The Slatest

Frank Gifford Had CTE, His Family Says, as Doctors Call for End of High School Football

Frank Gifford at the Broadcasting & Cable Hall of Fame Awards in New York City on Oct. 20, 2009.

Photo by Andy Kropa/Getty Images

Former New York Giants star and NFL broadcaster Frank Gifford suffered from Chronic Traumatic Encephalopathy, a degenerative brain disease, his family announced in a statement on Wednesday. (Gifford passed away in August of this year.) The news coincides with the pre-publication of an editorial in the prestigious American Journal of Bioethics calling for an end to public school tackle football programs.

CTE is only diagnosable after death and has been discovered in nearly 90 NFL players whose brains were donated to science.

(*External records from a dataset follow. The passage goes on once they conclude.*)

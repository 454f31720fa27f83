//! Destination and subscription repository.

use sea_orm::{
    ActiveModelTrait, ActiveValue, ColumnTrait, DatabaseConnection, DbErr, EntityTrait,
    PaginatorTrait, QueryFilter, QueryOrder, TransactionTrait,
};

use crate::model::destination::{Destination, UpsertDestinationParam};

pub struct DestinationRepository<'a> {
    db: &'a DatabaseConnection,
}

impl<'a> DestinationRepository<'a> {
    pub fn new(db: &'a DatabaseConnection) -> Self {
        Self { db }
    }

    /// Creates or replaces the destination of a guild.
    ///
    /// # Returns
    /// - `Ok(Model)`: The stored destination row
    /// - `Err(DbErr)`: Database error
    pub async fn upsert(
        &self,
        param: UpsertDestinationParam,
    ) -> Result<entity::destination::Model, DbErr> {
        let guild_id = param.guild_id.to_string();
        let channel_id = param.channel_id.map(|id| id.to_string());

        match self.find_by_guild_id(param.guild_id).await? {
            Some(existing) => {
                let mut active: entity::destination::ActiveModel = existing.into();
                active.channel_id = ActiveValue::Set(channel_id);
                active.webhook_url = ActiveValue::Set(param.webhook_url);
                active.update(self.db).await
            }
            None => {
                entity::destination::ActiveModel {
                    guild_id: ActiveValue::Set(guild_id),
                    channel_id: ActiveValue::Set(channel_id),
                    webhook_url: ActiveValue::Set(param.webhook_url),
                    ..Default::default()
                }
                .insert(self.db)
                .await
            }
        }
    }

    pub async fn find_by_guild_id(
        &self,
        guild_id: u64,
    ) -> Result<Option<entity::destination::Model>, DbErr> {
        entity::prelude::Destination::find()
            .filter(entity::destination::Column::GuildId.eq(guild_id.to_string()))
            .one(self.db)
            .await
    }

    /// Deletes the destination of a guild and every subscription of that guild.
    ///
    /// # Returns
    /// - `Ok(true)`: Destination deleted
    /// - `Ok(false)`: Guild had no destination
    /// - `Err(DbErr)`: Database error
    pub async fn delete(&self, guild_id: u64) -> Result<bool, DbErr> {
        let guild_id = guild_id.to_string();
        let txn = self.db.begin().await?;

        entity::prelude::GameSubscription::delete_many()
            .filter(entity::game_subscription::Column::GuildId.eq(guild_id.clone()))
            .exec(&txn)
            .await?;

        let result = entity::prelude::Destination::delete_many()
            .filter(entity::destination::Column::GuildId.eq(guild_id))
            .exec(&txn)
            .await?;

        txn.commit().await?;

        Ok(result.rows_affected > 0)
    }

    /// Subscribes a guild to a game.
    ///
    /// # Returns
    /// - `Ok(true)`: Subscription created
    /// - `Ok(false)`: Guild was already subscribed
    /// - `Err(DbErr)`: Database error
    pub async fn subscribe(&self, guild_id: u64, game_id: i32) -> Result<bool, DbErr> {
        let guild_id = guild_id.to_string();

        let existing = entity::prelude::GameSubscription::find()
            .filter(entity::game_subscription::Column::GuildId.eq(guild_id.clone()))
            .filter(entity::game_subscription::Column::GameId.eq(game_id))
            .count(self.db)
            .await?;

        if existing > 0 {
            return Ok(false);
        }

        entity::game_subscription::ActiveModel {
            guild_id: ActiveValue::Set(guild_id),
            game_id: ActiveValue::Set(game_id),
            ..Default::default()
        }
        .insert(self.db)
        .await?;

        Ok(true)
    }

    /// Removes a guild's subscription to a game.
    ///
    /// # Returns
    /// - `Ok(true)`: Subscription removed
    /// - `Ok(false)`: Guild was not subscribed
    /// - `Err(DbErr)`: Database error
    pub async fn unsubscribe(&self, guild_id: u64, game_id: i32) -> Result<bool, DbErr> {
        let result = entity::prelude::GameSubscription::delete_many()
            .filter(entity::game_subscription::Column::GuildId.eq(guild_id.to_string()))
            .filter(entity::game_subscription::Column::GameId.eq(game_id))
            .exec(self.db)
            .await?;

        Ok(result.rows_affected > 0)
    }

    /// Gets the destinations subscribed to a game.
    ///
    /// Rows that cannot be converted (bad snowflake, no target) are logged and skipped so
    /// one broken guild does not block delivery to the others.
    pub async fn get_subscribed_to_game(&self, game_id: i32) -> Result<Vec<Destination>, DbErr> {
        let guild_ids: Vec<String> = entity::prelude::GameSubscription::find()
            .filter(entity::game_subscription::Column::GameId.eq(game_id))
            .all(self.db)
            .await?
            .into_iter()
            .map(|s| s.guild_id)
            .collect();

        if guild_ids.is_empty() {
            return Ok(Vec::new());
        }

        let destinations = entity::prelude::Destination::find()
            .filter(entity::destination::Column::GuildId.is_in(guild_ids))
            .order_by_asc(entity::destination::Column::Id)
            .all(self.db)
            .await?;

        Ok(destinations
            .into_iter()
            .filter_map(|entity| match Destination::from_entity(entity) {
                Ok(destination) => Some(destination),
                Err(e) => {
                    tracing::error!("Skipping destination subscribed to game {}: {}", game_id, e);
                    None
                }
            })
            .collect())
    }
}
//! Upstream fetchers.
//!
//! The engine only knows two seams: `SourceFetcher`, which returns the latest news items
//! of a source, and `ReleaseDateLookup`, which resolves an authoritative release date for
//! the backfill pass. One implementation exists per upstream; watchers are tagged by the
//! source type of the fetcher they are given.

pub mod steam;
pub mod steam_store;

use async_trait::async_trait;
use chrono::NaiveDate;

use crate::{
    error::fetch::FetchError,
    model::{game::SourceType, news::NewsItem},
};

#[async_trait]
pub trait SourceFetcher: Send + Sync {
    /// Source type this fetcher serves.
    fn source_type(&self) -> SourceType;

    /// One-time setup before the first fetch (sessions, warm-up requests).
    async fn init(&self) -> Result<(), FetchError> {
        Ok(())
    }

    /// Returns the latest items of the source, most recent first, or an empty list when
    /// the source has nothing to offer right now.
    async fn fetch_latest(&self, source_id: &str) -> Result<Vec<NewsItem>, FetchError>;
}

#[async_trait]
pub trait ReleaseDateLookup: Send + Sync {
    /// Whether sources of this type carry an identifier the lookup understands.
    fn supports(&self, source_type: SourceType) -> bool;

    /// Resolves the release date of a source, `None` when the upstream has no
    /// day-precision date yet.
    async fn lookup_release_date(&self, source_id: &str) -> Result<Option<NaiveDate>, FetchError>;
}
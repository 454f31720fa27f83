//! Fetched news items and the update markers derived from them.

use chrono::DateTime;
use std::{fmt, str::FromStr};

use crate::error::internal::InternalError;

/// A single item returned by a source fetcher.
#[derive(Debug, Clone, PartialEq, Eq)]
pub struct NewsItem {
    /// Upstream item identifier.
    pub id: String,
    /// Publication instant as an RFC 3339 string.
    pub date: String,
    pub title: String,
    pub url: String,
    pub content: String,
}

/// Position of a news item in its source's timeline.
///
/// Stored as the decimal string of the publication instant in epoch milliseconds and
/// compared numerically, so a marker never regresses when a feed returns older items.
#[derive(Debug, Clone, Copy, PartialEq, Eq, PartialOrd, Ord, Hash)]
pub struct Marker(i64);

impl Marker {
    pub fn from_millis(millis: i64) -> Self {
        Self(millis)
    }

    /// Derives the marker of an item from its RFC 3339 publication date.
    pub fn from_news_date(date: &str) -> Result<Self, InternalError> {
        let parsed =
            DateTime::parse_from_rfc3339(date).map_err(|e| InternalError::InvalidNewsDate {
                value: date.to_string(),
                source: e,
            })?;

        Ok(Self(parsed.timestamp_millis()))
    }

    pub fn millis(&self) -> i64 {
        self.0
    }
}

impl fmt::Display for Marker {
    fn fmt(&self, f: &mut fmt::Formatter<'_>) -> fmt::Result {
        write!(f, "{}", self.0)
    }
}

impl FromStr for Marker {
    type Err = InternalError;

    fn from_str(s: &str) -> Result<Self, Self::Err> {
        s.trim()
            .parse::<i64>()
            .map(Self)
            .map_err(|e| InternalError::InvalidMarker {
                value: s.to_string(),
                source: e,
            })
    }
}

/// Picks the most recent item of a fetch by marker, regardless of list order.
///
/// Items whose date cannot be parsed are logged and ignored.
pub fn latest_item(items: &[NewsItem]) -> Option<(Marker, &NewsItem)> {
    items
        .iter()
        .filter_map(|item| match Marker::from_news_date(&item.date) {
            Ok(marker) => Some((marker, item)),
            Err(e) => {
                tracing::warn!("Ignoring news item {}: {}", item.id, e);
                None
            }
        })
        .max_by_key(|(marker, _)| *marker)
}
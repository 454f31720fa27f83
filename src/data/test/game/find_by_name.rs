use super::*;

/// Tests finding a game by a differently formatted name.
///
/// Expected: Ok(Some) with the stored game
#[tokio::test]
async fn finds_game_ignoring_case_and_whitespace() -> Result<(), DbErr> {
    let test = TestBuilder::new()
        .with_game_tables()
        .build()
        .await
        .unwrap();
    let db = test.db.as_ref().unwrap();

    let game = factory::game::GameFactory::new(db)
        .name("Nova Drift")
        .build()
        .await?;
    factory::create_game_source(db, game.id, "internal-feed").await?;

    let repo = GameRepository::new(db);
    let found = repo.find_by_name("novadrift ").await?;

    let found = found.unwrap();
    assert_eq!(found.id, game.id);
    assert_eq!(found.sources.len(), 1);

    Ok(())
}

/// Tests finding a name that was never registered.
///
/// Expected: Ok(None)
#[tokio::test]
async fn returns_none_for_unknown_name() -> Result<(), DbErr> {
    let test = TestBuilder::new()
        .with_game_tables()
        .build()
        .await
        .unwrap();
    let db = test.db.as_ref().unwrap();

    factory::create_game(db).await?;

    let repo = GameRepository::new(db);
    let found = repo.find_by_name("Unknown Game").await?;

    assert!(found.is_none());

    Ok(())
}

Some of these players showed symptoms of memory loss, depression, and dementia while they were alive.

While Gifford’s family did not report what symptoms he had, they said in a statement that they had decided to have his brain examined because he was a champion of player health and had experienced symptoms firsthand:

During the last years of his life Frank dedicated himself to understanding the recent revelations concerning the connection between repetitive head trauma and its associated cognitive and behavioral symptoms—which he experienced firsthand. We miss him every day, now more than ever, but find comfort in knowing that by disclosing his condition we might contribute positively to the ongoing conversation that needs to be had; that he might be an inspiration for others suffering with this disease that needs to be addressed in the present; and that we might be a small part of the solution to an urgent problem concerning anyone involved with football, at any level.

The Journal of Bioethics article, co-written by doctors Steven H. Miles and Shailendra Prasad, is framed as a rebuttal to the American Association of Pediatrics’ endorsement of youth tackle football safety reforms, an endorsement which Miles and Prasad (reasonably) interpret to mean that the AAP believes the game itself is a legitimate activity for minors to engage in. Given documented rates of head injuries, the Journal of Bioethics authors say, a more reasonable position is that the game is too dangerous to deserve the official imprimatur that an association with high schools provides it. “The medical community,” the authors say, “could help students, schools and society leave a sport on which the sun is setting.”